The biggest problem of some critics and chroniclers of Noir with the film I Wake Up Screaming is that they don't know how to categorize it. It doesn't fit the carefully crafted "German Expressionism" influence scenario that they have worked out as the origin of Noir. It's Director H. Bruce Humberstone, never made another Noir, it's brilliant cinematographer, Edward Cronjager, never filmed another Noir so conceptually and visually it's a one off, one of a kind.

I'm calling it a seminal "Gateway Noir" because the film serves the same purpose as a gateway drug, it functions as a sort of gateway to Noir for those unfamiliar, at that point in time, with what eventually came to be known stylistically, and hard boiled narratively, as Films Noir.

Look at the film in chronological context, only Stranger On The Third Floor (1940) approaches it in Noir visual stylistics, while The Maltese Falcon (1941) released only twenty eight days ahead of it on October 3, has the hard boiled story by Dashiell Hammett, but barely any of the signature visual stylistics. I Wake up Screaming not only was based on the hard boiled novel by Steve Fisher and also has the brilliant Noir stylistics in abundance but it has much much more. You can say that the film has dissociative identity, multiple genres if you will. It's also a bit of a Screwball Comedy, a Romantic Drama, and almost a Musical. This seamless genre bending provides the "gateway" for Comedy, Romance, and Musical audiences at that time into the films that eventually will be pigeonholed into the future Noir cycle.

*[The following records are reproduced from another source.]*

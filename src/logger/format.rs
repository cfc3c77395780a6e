//! Access log format module
//!
//! Supports three log formats:
//! - `combined` (Apache/Nginx combined format)
//! - `common` (Common Log Format - CLF)
//! - `json` (JSON structured logging)
//!
//! Unknown format names fall back to `combined`.

use chrono::Local;

/// Access log entry for one completed request
#[derive(Debug, Clone)]
pub struct AccessLogEntry {
    /// Client IP address
    pub remote_addr: String,
    /// Request timestamp
    pub time: chrono::DateTime<Local>,
    /// HTTP method (GET, POST, etc.)
    pub method: String,
    /// Request URI path
    pub path: String,
    /// Query string (without leading ?)
    pub query: Option<String>,
    /// HTTP version (1.0, 1.1, 2)
    pub http_version: String,
    /// Response status code
    pub status: u16,
    /// Response body size in bytes
    pub body_bytes: usize,
    /// Referer header
    pub referer: Option<String>,
    /// User-Agent header
    pub user_agent: Option<String>,
    /// Request processing time in microseconds
    pub request_time_us: u64,
}

impl AccessLogEntry {
    /// Format the log entry according to the named format
    pub fn format(&self, format: &str) -> String {
        match format {
            "common" => self.format_common(),
            "json" => self.format_json(),
            _ => self.format_combined(),
        }
    }

    /// The quoted request line: `METHOD /path?query HTTP/version`
    fn request_line(&self) -> String {
        format!(
            "{} {}{} HTTP/{}",
            self.method,
            self.path,
            self.query
                .as_ref()
                .map(|q| format!("?{q}"))
                .unwrap_or_default(),
            self.http_version
        )
    }

    /// Apache/Nginx Combined Log Format
    /// `$remote_addr - - [$time_local] "$request" $status $body_bytes_sent "$http_referer" "$http_user_agent"`
    fn format_combined(&self) -> String {
        format!(
            "{} - - [{}] \"{}\" {} {} \"{}\" \"{}\"",
            self.remote_addr,
            self.time.format("%d/%b/%Y:%H:%M:%S %z"),
            self.request_line(),
            self.status,
            self.body_bytes,
            self.referer.as_deref().unwrap_or("-"),
            self.user_agent.as_deref().unwrap_or("-"),
        )
    }

    /// Common Log Format (CLF)
    /// `$remote_addr - - [$time_local] "$request" $status $body_bytes_sent`
    fn format_common(&self) -> String {
        format!(
            "{} - - [{}] \"{}\" {} {}",
            self.remote_addr,
            self.time.format("%d/%b/%Y:%H:%M:%S %z"),
            self.request_line(),
            self.status,
            self.body_bytes,
        )
    }

    /// JSON structured log format
    fn format_json(&self) -> String {
        serde_json::json!({
            "remote_addr": self.remote_addr,
            "time": self.time.to_rfc3339(),
            "method": self.method,
            "path": self.path,
            "query": self.query,
            "http_version": self.http_version,
            "status": self.status,
            "body_bytes": self.body_bytes,
            "referer": self.referer,
            "user_agent": self.user_agent,
            "request_time_us": self.request_time_us,
        })
        .to_string()
    }
}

My assertion is that if you've screened I Wake Up Screaming after the various other Noirs it will seem a strange hybrid indeed, because of the conceptions you've already amassed. But, experiencing it as audiences did in 1941 it would probably seem fresh and innovative.

I Wake Up Screaming was Directed by H. Bruce Humberstone, though the original novel was based in Hollywood the studio switched the film to a New York based Noir, and though filmed on 20th Century Fox Studio sets the film is given a real feel of NYC you could possibly say "informed" by NYC born cinematographer Edward Cronjager. The second unit rear projection shots of Times Square blend smoothly and complete the illusion. The film stars  Betty Grable, Victor Mature, Carole Landis, Laird Cregar, Alan Mowbray, Allyn Joslyn, and Elisha Cook, Jr.

The credits flash against a Noir New York Skyline the titles are written in marquee lights and we hear a the musical equivalent of a shrill klaxon horn blasting out a danger warning. It segues into Street Scene one of the signature New York City themes. Street Scene was used by 20th Century Fox for the films Street Scene, Cry of the City, Kiss of Death, Where the Sidewalk Ends, The Dark Corner, and as the overture to How to Marry a Millionaire. The story even actually starts with a street scene a newsboy hawking the murder of a model. We then cut to a dark police interrogation room bright spot lights are sweating a suspect, classic Noir.  Professional promoter Frankie Christopher (Victor Mature) is being grilled, surrounded by shadowy figures barking questions.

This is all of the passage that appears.